So I was at Sears this weekend, picking up some phenomenally cheap clothes during their awesome holiday sale, and I almost murdered a woman in line.
Well, that was the problem — she wasn’t in line. The way the desks are set up, there are two cashiers working. So the rest of us form a single line and go to the next available clerk. Rocket science, apparently, to the unwashed masses in Alexandria, Va.
I was in line for about 15 minutes, and finally, I was at the head of the line. Both cashiers were busy. Then some dumb bitch with frizzy hair decides to stand at the desk right behind the lady being rung up — three feet in front of me. I was debating how I would inflict death upon her if she actually thought she would get waited on before me.

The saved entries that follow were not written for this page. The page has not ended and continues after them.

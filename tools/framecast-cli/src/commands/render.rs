//! Render a single job in-process.

use std::io::Write;
use std::path::PathBuf;
use std::sync::Arc;

use framecast_common::config::AppConfig;
use framecast_job_model::job::RenderJob;
use framecast_render_service::{ProgressTracker, RenderOutcome, RenderService};

pub async fn run(mut config: AppConfig, job_path: PathBuf, no_pause: bool) -> anyhow::Result<()> {
    let content = std::fs::read_to_string(&job_path)
        .map_err(|e| anyhow::anyhow!("Failed to read {}: {e}", job_path.display()))?;
    let job: RenderJob = serde_json::from_str(&content)
        .map_err(|e| anyhow::anyhow!("Invalid job file {}: {e}", job_path.display()))?;

    if no_pause {
        config.render.stage_pause_ms = 0;
        config.render.terminal_delay_ms = 0;
    }

    println!("Rendering {}/{}", job.user_id, job.session_id);
    println!("  Session: {}", job.session_dir.display());
    println!("  Duration: {:.2}s", job.duration);
    println!("  Audio clips: {}", job.audio_timeline.len());

    let tracker = Arc::new(ProgressTracker::with_observer(Arc::new(|_, _, progress| {
        print!("\r  Progress: {progress:>5.1}%  ");
        std::io::stdout().flush().ok();
    })));
    let service = RenderService::from_config(&config, tracker)
        .map_err(|e| anyhow::anyhow!("Failed to set up render service: {e}"))?;

    let handle = service.submit(job)?;
    let key = handle.key().clone();
    match handle.wait().await? {
        RenderOutcome::Complete(_) => {
            let result = service.fetch(&key)?;
            println!("\nRender complete: {}", result.url);
            println!("{}", serde_json::to_string_pretty(&result)?);
            Ok(())
        }
        RenderOutcome::Failed { step, reason } => {
            println!();
            Err(anyhow::anyhow!("Render failed at {step}: {reason}"))
        }
        RenderOutcome::Superseded => Err(anyhow::anyhow!("Render was superseded")),
    }
}
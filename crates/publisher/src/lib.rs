//! Framecast Publisher
//!
//! Hands finished videos to object storage and records the resulting
//! [`RenderResult`](framecast_job_model::result::RenderResult) rows.
//!
//! All I/O here is blocking. Call it from a blocking context.

pub mod sink;
pub mod store;
pub mod tus;

use std::sync::Arc;

use framecast_common::config::{
    PersistenceBackend, PersistenceConfig, StorageBackend, StorageConfig,
};
use framecast_common::error::FramecastResult;

pub use sink::{JsonlResultSink, RestResultSink, ResultSink};
pub use store::{object_key, ArtifactStore, LocalArtifactStore};
pub use tus::TusArtifactStore;

/// Build the artifact store selected by `storage.backend`.
pub fn artifact_store(config: &StorageConfig) -> FramecastResult<Arc<dyn ArtifactStore>> {
    Ok(match config.backend {
        StorageBackend::Local => Arc::new(
            LocalArtifactStore::new(&config.local_dir, &config.public_base_url)
                .with_chunk_size(config.chunk_size),
        ),
        StorageBackend::Tus => Arc::new(TusArtifactStore::from_config(config)?),
    })
}

/// Build the result sink selected by `persistence.backend`.
pub fn result_sink(config: &PersistenceConfig) -> FramecastResult<Arc<dyn ResultSink>> {
    Ok(match config.backend {
        PersistenceBackend::Jsonl => Arc::new(JsonlResultSink::new(&config.jsonl_path)),
        PersistenceBackend::Rest => Arc::new(RestResultSink::from_config(config)?),
    })
}
//! Thin wrapper around the `ffmpeg`/`ffprobe` binaries.

use std::io::{Read, Write};
use std::path::Path;
use std::process::{Child, Command, Stdio};
use std::thread::JoinHandle;

use framecast_common::error::{FramecastError, FramecastResult};

/// One ffmpeg invocation with the flags every pipeline step shares.
#[derive(Debug, Clone)]
pub struct FfmpegCommand {
    label: &'static str,
    args: Vec<String>,
}

impl FfmpegCommand {
    /// Start a command; `label` names the pipeline step in logs and errors.
    pub fn new(label: &'static str) -> Self {
        Self {
            label,
            args: vec![
                "-y".to_string(),
                "-hide_banner".to_string(),
                "-loglevel".to_string(),
                "error".to_string(),
                "-nostats".to_string(),
            ],
        }
    }

    pub fn arg(mut self, arg: impl Into<String>) -> Self {
        self.args.push(arg.into());
        self
    }

    pub fn args<I, S>(mut self, args: I) -> Self
    where
        I: IntoIterator<Item = S>,
        S: Into<String>,
    {
        self.args.extend(args.into_iter().map(Into::into));
        self
    }

    pub fn path_arg(self, path: &Path) -> Self {
        self.arg(path.display().to_string())
    }

    pub fn argv(&self) -> &[String] {
        &self.args
    }

    pub fn label(&self) -> &str {
        self.label
    }

    /// Run to completion, discarding stdout.
    pub fn run(&self) -> FramecastResult<()> {
        let mut child = self.spawn(Stdio::null(), Stdio::null())?;
        let stderr_task = drain_stderr(&mut child);
        self.finish(child, stderr_task)
    }

    /// Run to completion and return everything written to stdout.
    pub fn run_capture(&self) -> FramecastResult<Vec<u8>> {
        let mut child = self.spawn(Stdio::null(), Stdio::piped())?;
        let stderr_task = drain_stderr(&mut child);

        let mut stdout = child.stdout.take().ok_or_else(|| {
            FramecastError::render(format!("Failed to capture ffmpeg stdout ({})", self.label))
        })?;
        let mut output = Vec::new();
        stdout.read_to_end(&mut output).map_err(|e| {
            FramecastError::render(format!("Failed reading ffmpeg output ({}): {e}", self.label))
        })?;

        self.finish(child, stderr_task)?;
        Ok(output)
    }

    /// Run to completion feeding `input` on stdin.
    pub fn run_with_stdin(&self, input: &[u8]) -> FramecastResult<()> {
        let mut child = self.spawn(Stdio::piped(), Stdio::null())?;
        let stderr_task = drain_stderr(&mut child);

        {
            let mut stdin = child.stdin.take().ok_or_else(|| {
                FramecastError::render(format!("Failed to open ffmpeg stdin ({})", self.label))
            })?;
            if let Err(e) = stdin.write_all(input) {
                tracing::warn!(step = self.label, error = %e, "ffmpeg closed stdin early");
            }
        }

        self.finish(child, stderr_task)
    }

    fn spawn(&self, stdin: Stdio, stdout: Stdio) -> FramecastResult<Child> {
        tracing::debug!(step = self.label, args = ?self.args, "Running ffmpeg");
        Command::new("ffmpeg")
            .args(&self.args)
            .stdin(stdin)
            .stdout(stdout)
            .stderr(Stdio::piped())
            .spawn()
            .map_err(|e| FramecastError::render(format!("Failed to start ffmpeg: {e}")))
    }

    fn finish(&self, mut child: Child, stderr_task: JoinHandle<String>) -> FramecastResult<()> {
        let status = child
            .wait()
            .map_err(|e| FramecastError::render(format!("Failed to wait on ffmpeg: {e}")))?;

        let stderr_output = stderr_task
            .join()
            .unwrap_or_else(|_| "<failed to join stderr reader>".to_string());

        if !status.success() {
            return Err(FramecastError::render(format!(
                "ffmpeg {} failed (status {}): {}",
                self.label,
                status,
                stderr_output.trim()
            )));
        }
        Ok(())
    }
}

// Drain stderr concurrently so ffmpeg never blocks on a full pipe.
fn drain_stderr(child: &mut Child) -> JoinHandle<String> {
    let stderr = child.stderr.take();
    std::thread::spawn(move || -> String {
        let Some(mut stderr) = stderr else {
            return String::new();
        };
        let mut output = String::new();
        match stderr.read_to_string(&mut output) {
            Ok(_) => output,
            Err(err) => format!("<failed to read ffmpeg stderr: {err}>"),
        }
    })
}

/// Whether `binary` resolves on `PATH`.
pub fn command_exists(binary: &str) -> bool {
    Command::new("sh")
        .arg("-c")
        .arg(format!("command -v {binary} >/dev/null 2>&1"))
        .status()
        .map(|status| status.success())
        .unwrap_or(false)
}

/// Container duration in seconds as reported by ffprobe.
pub fn probe_duration_secs(path: &Path) -> Option<f64> {
    let output = Command::new("ffprobe")
        .args([
            "-v",
            "error",
            "-show_entries",
            "format=duration",
            "-of",
            "default=noprint_wrappers=1:nokey=1",
        ])
        .arg(path)
        .output()
        .ok()?;

    if !output.status.success() {
        return None;
    }

    let raw = String::from_utf8(output.stdout).ok()?;
    let secs = raw.lines().next()?.trim().parse::<f64>().ok()?;
    (secs.is_finite() && secs >= 0.0).then_some(secs)
}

Finally, that clerk was free, and I started to walk up to her. Frizzy-Haired Bitch looked mortified as I put my stuff down on the counter. “I was next!” she wailed. “Um, no you weren’t,” I informed her; meanwhile, she stood there debating her purchase — she had grabbed two sizes of the same thing and was clearly incapable of picking one. However, she did manage to wail, “I was SO! I was standing here and you WEREN’T!”
Nyah nyah — did this invoke fourth-grade recess lines, anyone? The cashier was too meek to help me out, but she was interested in what I was going to say. I said, “Look, bitch — the line’s back there. Get some fucking manners.” She said, “WHAT?!?!” and I handed my credit card to the cashier, as she rang up my two items quickly and efficiently. And when I left, Frizzy Bitch jumped out of line again and got the same cashier, and I could hear her STILL debating which item to purchase as I bolted out of there, as if the cashier could really tell her which one to pick. Fucktard.
Some days, I think the mental institutions let all of their patients out for the day. And usually, it’s the day I am at the mall.